Re: Unicode & space in programming & l10n

From: Doug Ewell (dewell@adelphia.net)
Date: Sun Sep 17 2006 - 22:03:45 CDT

Next message: Don Osborn: "RE: Unicode & space in programming & l10n"

Previous message: Steve Summit: "Re: Unicode & space in programming & l10n"
In reply to: Mark Davis: "Re: Unicode & space in programming & l10n"
Next in thread: Asmus Freytag: "Re: Unicode & space in programming & l10n"
Reply: Asmus Freytag: "Re: Unicode & space in programming & l10n"
Messages sorted by: [ date ] [ thread ] [ subject ] [ author ] [ attachment ]
Mail actions: [ respond to this message ] [ mail a new topic ]

Mark Davis wrote:

> Frankly, I think the reason why SCSU and BOCU never got a lot of
> traction is related to #1 on my list. That is, in the vast majority of
> cases UTF-16 or UTF-8 have storage characteristics that are good
> enough -- it's just not really worth taking extra steps to squeeze out
> more.

UTF-8 is practically always good enough for me, but then I'm not the one
writing articles complaining about size "penalties" or ASCII
compatibility. Apparently at least some people either have different
storage needs, or haven't overcome the myths.

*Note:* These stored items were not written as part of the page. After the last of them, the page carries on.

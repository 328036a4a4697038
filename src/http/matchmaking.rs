use axum::extract::{Path, Query, State};
use axum::Json;
use serde::Deserialize;
use serde_json::Value;
use uuid::Uuid;

use super::auth::ApiKey;
use super::{ApiError, AppState};
use crate::model::{
    DequeueOutcome, EnqueueReceipt, MatchRecord, QueueStatus, ReportReceipt, Team,
};

#[derive(Debug, Deserialize)]
pub struct EnqueueIn {
    pub player_id: String,
    #[serde(default)]
    pub constraints: Option<Value>,
}

pub async fn enqueue(
    State(state): State<AppState>,
    _key: ApiKey,
    Json(body): Json<EnqueueIn>,
) -> Result<Json<EnqueueReceipt>, ApiError> {
    let receipt = state.store.enqueue(&body.player_id, body.constraints).await?;
    Ok(Json(receipt))
}

pub async fn dequeue(
    State(state): State<AppState>,
    _key: ApiKey,
    Path(player_id): Path<String>,
) -> Result<Json<DequeueOutcome>, ApiError> {
    Ok(Json(state.store.dequeue(&player_id).await?))
}

pub async fn queue_status(
    State(state): State<AppState>,
    Path(player_id): Path<String>,
) -> Result<Json<QueueStatus>, ApiError> {
    Ok(Json(state.store.queue_status(&player_id).await?))
}

/// Lenient id parsing: a malformed match id refers to no match, which is a
/// 404 rather than a syntax error.
fn parse_match_id(raw: &str) -> Result<Uuid, ApiError> {
    Uuid::parse_str(raw).map_err(|_| ApiError::not_found("match not found"))
}

pub async fn get_match(
    State(state): State<AppState>,
    Path(match_id): Path<String>,
) -> Result<Json<MatchRecord>, ApiError> {
    let match_id = parse_match_id(&match_id)?;
    let record = state
        .store
        .get_match(match_id)
        .await?
        .ok_or_else(|| ApiError::not_found("match not found"))?;
    Ok(Json(record))
}

#[derive(Debug, Deserialize)]
pub struct LatestQuery {
    pub limit: Option<i64>,
}

pub async fn latest_matches(
    State(state): State<AppState>,
    Query(query): Query<LatestQuery>,
) -> Result<Json<Vec<MatchRecord>>, ApiError> {
    let limit = query.limit.unwrap_or(5).clamp(1, 50);
    Ok(Json(state.store.latest_matches(limit).await?))
}

#[derive(Debug, Deserialize)]
pub struct ResultIn {
    pub winner_team: Team,
}

/// Record the report intent, then hand the heavy lifting to the applier task.
pub async fn report_result(
    State(state): State<AppState>,
    _key: ApiKey,
    Path(match_id): Path<String>,
    Json(body): Json<ResultIn>,
) -> Result<Json<ReportReceipt>, ApiError> {
    let match_id = parse_match_id(&match_id)?;
    let receipt = state.store.record_report(match_id, body.winner_team).await?;
    state.dispatcher.dispatch(match_id, body.winner_team);
    Ok(Json(receipt))
}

> The only small-string compression scheme to gain fairly wide
> acceptance, for different reasons, is PunyCode.

I'm actually quite impressed with how elegantly and efficiently Punycode
encodes URNs under the numerous constraints that that implies. But if I
remember correctly, it's not suitable for arbitrary text, such as this
e-mail.

> Of course, ZIP and related compressions do a pretty good job on any of
> these languages encoding in Unicode, so they can be applied to reduce
> sizes for any and all of them, in appropriate circumstances.

The usual problem with general-purpose compression is that the output is
no longer "text," but some sort of compressed blob that must be
explicitly operated upon before it is usable as text. SCSU or BOCU-1
text can be interpreted directly, without passing it through a separate
decompressor, and I can even open and save SCSU-encoded text files
directly in SC UniPad (thanks to the encoder and decoder I gave them
years ago :).

--
Doug Ewell
Fullerton, California, USA
http://users.adelphia.net/~dewell/
RFC 4645  *  UTN #14

Next message: Don Osborn: "RE: Unicode & space in programming & l10n"
Previous message: Steve Summit: "Re: Unicode & space in programming & l10n"
In reply to: Mark Davis: "Re: Unicode & space in programming & l10n"
Next in thread: Asmus Freytag: "Re: Unicode & space in programming & l10n"
Reply: Asmus Freytag: "Re: Unicode & space in programming & l10n"
Messages sorted by: [ date ] [ thread ] [ subject ] [ author ] [ attachment ]
Mail actions: [ respond to this message ] [ mail a new topic ]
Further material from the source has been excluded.